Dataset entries
*** Block opens ***

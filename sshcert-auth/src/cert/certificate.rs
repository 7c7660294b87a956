//! The `Certificate` aggregate and its copy-on-write storage.

use std::sync::Arc;

use crate::error::SshKeyError;
use crate::keys::{PublicKey, SshSignature, SshSigner};

use super::codec::check_field_lengths;
use super::options::CertificateOptions;

/// What a certificate may be used for.
#[derive(Debug, Clone, Copy, PartialEq, Eq, Hash)]
pub enum CertificateType {
    /// Authenticates a user to a host.
    User,
    /// Authenticates a host to a user.
    Host,
}

impl CertificateType {
    /// Map the wire tag (`1` user, `2` host).
    #[must_use]
    pub fn from_wire(tag: u32) -> Option<Self> {
        match tag {
            1 => Some(Self::User),
            2 => Some(Self::Host),
            _ => None,
        }
    }

    /// The wire tag.
    #[must_use]
    pub fn to_wire(self) -> u32 {
        match self {
            Self::User => 1,
            Self::Host => 2,
        }
    }
}

impl std::fmt::Display for CertificateType {
    fn fmt(&self, f: &mut std::fmt::Formatter<'_>) -> std::fmt::Result {
        match self {
            Self::User => f.write_str("user"),
            Self::Host => f.write_str("host"),
        }
    }
}

/// The fields of a certificate, in wire order.
///
/// Used to build a [`Certificate`] with [`Certificate::from_parts`] and to
/// take one apart with [`Certificate::into_parts`].
#[derive(Debug, Clone)]
pub struct CertificateParts {
    /// CA-chosen random bytes.
    pub nonce: Vec<u8>,
    /// User or host.
    pub cert_type: CertificateType,
    /// CA-assigned serial number.
    pub serial: u64,
    /// The certified key. Must be a plain key.
    pub key: PublicKey,
    /// Free-form identifier, logged by servers.
    pub key_id: String,
    /// Principals the certificate is valid for; empty means any.
    pub valid_principals: Vec<String>,
    /// First second of validity (inclusive, Unix time).
    pub valid_after: u64,
    /// End of validity (exclusive, Unix time).
    pub valid_before: u64,
    /// Restrictions a validator must understand.
    pub critical_options: CertificateOptions,
    /// Optional features; never validated.
    pub extensions: CertificateOptions,
    /// Unused field, carried verbatim.
    pub reserved: Vec<u8>,
    /// The CA key. Must be a plain key.
    pub signature_key: PublicKey,
    /// The CA's signature over every preceding field.
    pub signature: SshSignature,
}

/// An OpenSSH certificate (`*-cert-v01@openssh.com`).
///
/// Clones share storage until one of them is mutated, at which point the
/// mutated copy takes private storage; earlier copies never observe the
/// change. Equality and hashing are over the encoded blob.
///
/// Neither the certified key nor the signature key may itself be a
/// certificate. Every constructor and setter enforces this.
#[derive(Clone)]
pub struct Certificate {
    inner: Arc<CertificateParts>,
}

fn reject_chaining(key: &PublicKey) -> Result<(), SshKeyError> {
    if key.is_certified() {
        return Err(SshKeyError::Malformed("certificate chaining"));
    }
    Ok(())
}

impl Certificate {
    /// Build a certificate from its fields.
    ///
    /// The signature is taken as given; nothing is verified here.
    ///
    /// # Errors
    ///
    /// Returns `SshKeyError::Malformed` if `key` or `signature_key` is a
    /// certificate, or if a length-prefixed field is longer than
    /// [`MAX_FIELD_LEN`](crate::wire::MAX_FIELD_LEN).
    pub fn from_parts(parts: CertificateParts) -> Result<Self, SshKeyError> {
        reject_chaining(&parts.key)?;
        reject_chaining(&parts.signature_key)?;
        check_field_lengths(&parts)?;
        Ok(Self::from_checked_parts(parts))
    }

    /// Wrap parts whose keys are already known to be plain.
    pub(crate) fn from_checked_parts(parts: CertificateParts) -> Self {
        Self {
            inner: Arc::new(parts),
        }
    }

    /// Take the certificate apart, copying only if storage is shared.
    #[must_use]
    pub fn into_parts(self) -> CertificateParts {
        Arc::try_unwrap(self.inner).unwrap_or_else(|shared| (*shared).clone())
    }

    /// Borrow every field at once.
    #[must_use]
    pub fn parts(&self) -> &CertificateParts {
        &self.inner
    }

    fn parts_mut(&mut self) -> &mut CertificateParts {
        Arc::make_mut(&mut self.inner)
    }

    /// The certificate algorithm identifier, derived from the base key.
    #[must_use]
    pub fn algorithm_id(&self) -> &'static str {
        self.inner.key.algorithm().certificate_id()
    }

    /// CA-chosen random bytes.
    #[must_use]
    pub fn nonce(&self) -> &[u8] {
        &self.inner.nonce
    }

    /// User or host.
    #[must_use]
    pub fn cert_type(&self) -> CertificateType {
        self.inner.cert_type
    }

    /// CA-assigned serial number.
    #[must_use]
    pub fn serial(&self) -> u64 {
        self.inner.serial
    }

    /// The certified key.
    #[must_use]
    pub fn key(&self) -> &PublicKey {
        &self.inner.key
    }

    /// Free-form identifier chosen by the CA.
    #[must_use]
    pub fn key_id(&self) -> &str {
        &self.inner.key_id
    }

    /// Principals the certificate is valid for; empty means any.
    #[must_use]
    pub fn valid_principals(&self) -> &[String] {
        &self.inner.valid_principals
    }

    /// First second of validity (inclusive, Unix time).
    #[must_use]
    pub fn valid_after(&self) -> u64 {
        self.inner.valid_after
    }

    /// End of validity (exclusive, Unix time).
    #[must_use]
    pub fn valid_before(&self) -> u64 {
        self.inner.valid_before
    }

    /// Restrictions a validator must understand.
    #[must_use]
    pub fn critical_options(&self) -> &CertificateOptions {
        &self.inner.critical_options
    }

    /// Optional features, in wire order.
    #[must_use]
    pub fn extensions(&self) -> &CertificateOptions {
        &self.inner.extensions
    }

    /// The reserved field, carried verbatim.
    #[must_use]
    pub fn reserved(&self) -> &[u8] {
        &self.inner.reserved
    }

    /// The CA key that signed this certificate.
    #[must_use]
    pub fn signature_key(&self) -> &PublicKey {
        &self.inner.signature_key
    }

    /// The CA signature over [`signed_data`](Self::signed_data).
    #[must_use]
    pub fn signature(&self) -> &SshSignature {
        &self.inner.signature
    }

    /// Mutable access to the nonce.
    pub fn nonce_mut(&mut self) -> &mut Vec<u8> {
        &mut self.parts_mut().nonce
    }

    /// Set the certificate type.
    pub fn set_cert_type(&mut self, cert_type: CertificateType) {
        self.parts_mut().cert_type = cert_type;
    }

    /// Set the serial number.
    pub fn set_serial(&mut self, serial: u64) {
        self.parts_mut().serial = serial;
    }

    /// Replace the certified key.
    ///
    /// # Errors
    ///
    /// Returns `SshKeyError::Malformed` if `key` is a certificate; the
    /// certificate is left unchanged.
    pub fn set_key(&mut self, key: PublicKey) -> Result<(), SshKeyError> {
        reject_chaining(&key)?;
        self.parts_mut().key = key;
        Ok(())
    }

    /// Set the key id.
    pub fn set_key_id(&mut self, key_id: impl Into<String>) {
        self.parts_mut().key_id = key_id.into();
    }

    /// Mutable access to the principal list.
    pub fn valid_principals_mut(&mut self) -> &mut Vec<String> {
        &mut self.parts_mut().valid_principals
    }

    /// Set the start of the validity window.
    pub fn set_valid_after(&mut self, valid_after: u64) {
        self.parts_mut().valid_after = valid_after;
    }

    /// Set the end of the validity window.
    pub fn set_valid_before(&mut self, valid_before: u64) {
        self.parts_mut().valid_before = valid_before;
    }

    /// Mutable access to the critical options.
    pub fn critical_options_mut(&mut self) -> &mut CertificateOptions {
        &mut self.parts_mut().critical_options
    }

    /// Mutable access to the extensions.
    pub fn extensions_mut(&mut self) -> &mut CertificateOptions {
        &mut self.parts_mut().extensions
    }

    /// Mutable access to the reserved field.
    pub fn reserved_mut(&mut self) -> &mut Vec<u8> {
        &mut self.parts_mut().reserved
    }

    /// Replace the CA key without re-signing.
    ///
    /// # Errors
    ///
    /// Returns `SshKeyError::Malformed` if `key` is a certificate; the
    /// certificate is left unchanged.
    pub fn set_signature_key(&mut self, key: PublicKey) -> Result<(), SshKeyError> {
        reject_chaining(&key)?;
        self.parts_mut().signature_key = key;
        Ok(())
    }

    /// Replace the signature without re-signing.
    pub fn set_signature(&mut self, signature: SshSignature) {
        self.parts_mut().signature = signature;
    }

    /// Sign the certificate with a CA key.
    ///
    /// The signature key becomes `signer`'s public key and the signature is
    /// recomputed over the resulting signed range.
    ///
    /// # Errors
    ///
    /// Returns `SshKeyError::Malformed` if the signer presents a certified
    /// public key, or if a field grown through the `*_mut` accessors is
    /// longer than [`MAX_FIELD_LEN`](crate::wire::MAX_FIELD_LEN). The
    /// certificate is left unchanged on error.
    pub fn sign_with<S: SshSigner + ?Sized>(&mut self, signer: &S) -> Result<(), SshKeyError> {
        check_field_lengths(self.parts())?;
        self.set_signature_key(signer.ssh_public_key())?;
        let signature = signer.sign_ssh(&self.signed_data());
        self.set_signature(signature);
        tracing::trace!(
            key_id = %self.key_id(),
            serial = self.serial(),
            ca = %self.signature_key().fingerprint(),
            "certificate signed"
        );
        Ok(())
    }
}

impl PartialEq for Certificate {
    fn eq(&self, other: &Self) -> bool {
        Arc::ptr_eq(&self.inner, &other.inner) || self.to_bytes() == other.to_bytes()
    }
}

impl Eq for Certificate {}

impl std::hash::Hash for Certificate {
    fn hash<H: std::hash::Hasher>(&self, state: &mut H) {
        self.to_bytes().hash(state);
    }
}

impl std::fmt::Debug for Certificate {
    fn fmt(&self, f: &mut std::fmt::Formatter<'_>) -> std::fmt::Result {
        f.debug_struct("Certificate")
            .field("type", &self.cert_type())
            .field("serial", &self.serial())
            .field("key_id", &self.key_id())
            .field("valid_principals", &self.valid_principals())
            .field("key", self.key())
            .field("signature_key", self.signature_key())
            .finish_non_exhaustive()
    }
}

impl TryFrom<PublicKey> for Certificate {
    type Error = PublicKey;

    fn try_from(key: PublicKey) -> Result<Self, Self::Error> {
        key.into_certificate()
    }
}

*** Block closes ***

— ACTIVITY —
All lines with the word "longer" must be located in the data and copied.

— EXERCISE RESPONSE —
    /// certificate, or if a length-prefixed field is longer than
    /// longer than [`MAX_FIELD_LEN`](crate::wire::MAX_FIELD_LEN). The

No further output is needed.